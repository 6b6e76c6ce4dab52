//! # cbc-core: Refinement Types for Correct-by-Construction Models
//!
//! This crate is the leaf of the workspace. It defines the small value types
//! that every model crate builds on. Each one wraps a primitive together with
//! the guarantee that the primitive passed a check, so downstream code never
//! re-validates.
//!
//! ## Key Design Principles
//!
//! 1. **One fallible constructor per refinement.** `ProperFraction::new`,
//!    `IpAddress::parse`, `EmailAddress::parse`, `PhoneNumber::new`,
//!    `Slug::new`. Each returns `Result<Self, ValidationError>`. There is no
//!    panicking constructor and no exception-to-option adapter.
//!
//! 2. **Read-only accessors.** Inner fields are private. Once built, a value
//!    cannot be mutated into violating its invariant.
//!
//! 3. **Serde goes through the constructor.** Every refinement deserializes
//!    with `#[serde(try_from = ...)]`, so a JSON document cannot smuggle in an
//!    out-of-range fraction or a malformed address.
//!
//! 4. **Disjunctions are enums.** [`AtLeastOne`] replaces the "one of these
//!    optional fields must be set" check with a three-way sum type.
//!
//! ## Crate Policy
//!
//! - No dependencies on other `cbc-*` crates.
//! - No `unsafe` code.
//! - No `panic!()` or `.unwrap()` outside tests.

pub mod choice;
pub mod contact;
pub mod error;
pub mod fraction;
pub mod network;
pub mod slug;
pub mod temporal;
pub mod text;

// Re-export primary types for ergonomic imports.
pub use choice::AtLeastOne;
pub use contact::{EmailAddress, PhoneNumber};
pub use error::{CbcError, ValidationError};
pub use fraction::ProperFraction;
pub use network::{IpAddress, IpPolicy};
pub use slug::Slug;
pub use temporal::{ElapsedTime, Timestamp};
pub use text::CaseInsensitiveString;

▶ **PROBLEM STATEMENT**: Copy every entry exactly.

▶ **RESULT OF THIS TASK**:
repository 6b6e76c6ce4dab52
//! # cbc-core: Refinement Types for Correct-by-Construction Models
//!
//! This crate is the leaf of the workspace. It defines the small value types
//! that every model crate builds on. Each one wraps a primitive together with
//! the guarantee that the primitive passed a check, so downstream code never
//! re-validates.
//!
//! ## Key Design Principles
//!
//! 1. **One fallible constructor per refinement.** `ProperFraction::new`,
//!    `IpAddress::parse`, `EmailAddress::parse`, `PhoneNumber::new`,
//!    `Slug::new`. Each returns `Result<Self, ValidationError>`. There is no
//!    panicking constructor and no exception-to-option adapter.
//!
//! 2. **Read-only accessors.** Inner fields are private. Once built, a value
//!    cannot be mutated into violating its invariant.
//!
//! 3. **Serde goes through the constructor.** Every refinement deserializes
//!    with `#[serde(try_from = ...)]`, so a JSON document cannot smuggle in an
//!    out-of-range fraction or a malformed address.
//!
//! 4. **Disjunctions are enums.** [`AtLeastOne`] replaces the "one of these
//!    optional fields must be set" check with a three-way sum type.
//!
//! ## Crate Policy
//!
//! - No dependencies on other `cbc-*` crates.
//! - No `unsafe` code.
//! - No `panic!()` or `.unwrap()` outside tests.

pub mod choice;
pub mod contact;
pub mod error;
pub mod fraction;
pub mod network;
pub mod slug;
pub mod temporal;
pub mod text;

// Re-export primary types for ergonomic imports.
pub use choice::AtLeastOne;
pub use contact::{EmailAddress, PhoneNumber};
pub use error::{CbcError, ValidationError};
pub use fraction::ProperFraction;
pub use network::{IpAddress, IpPolicy};
pub use slug::Slug;
pub use temporal::{ElapsedTime, Timestamp};
pub use text::CaseInsensitiveString;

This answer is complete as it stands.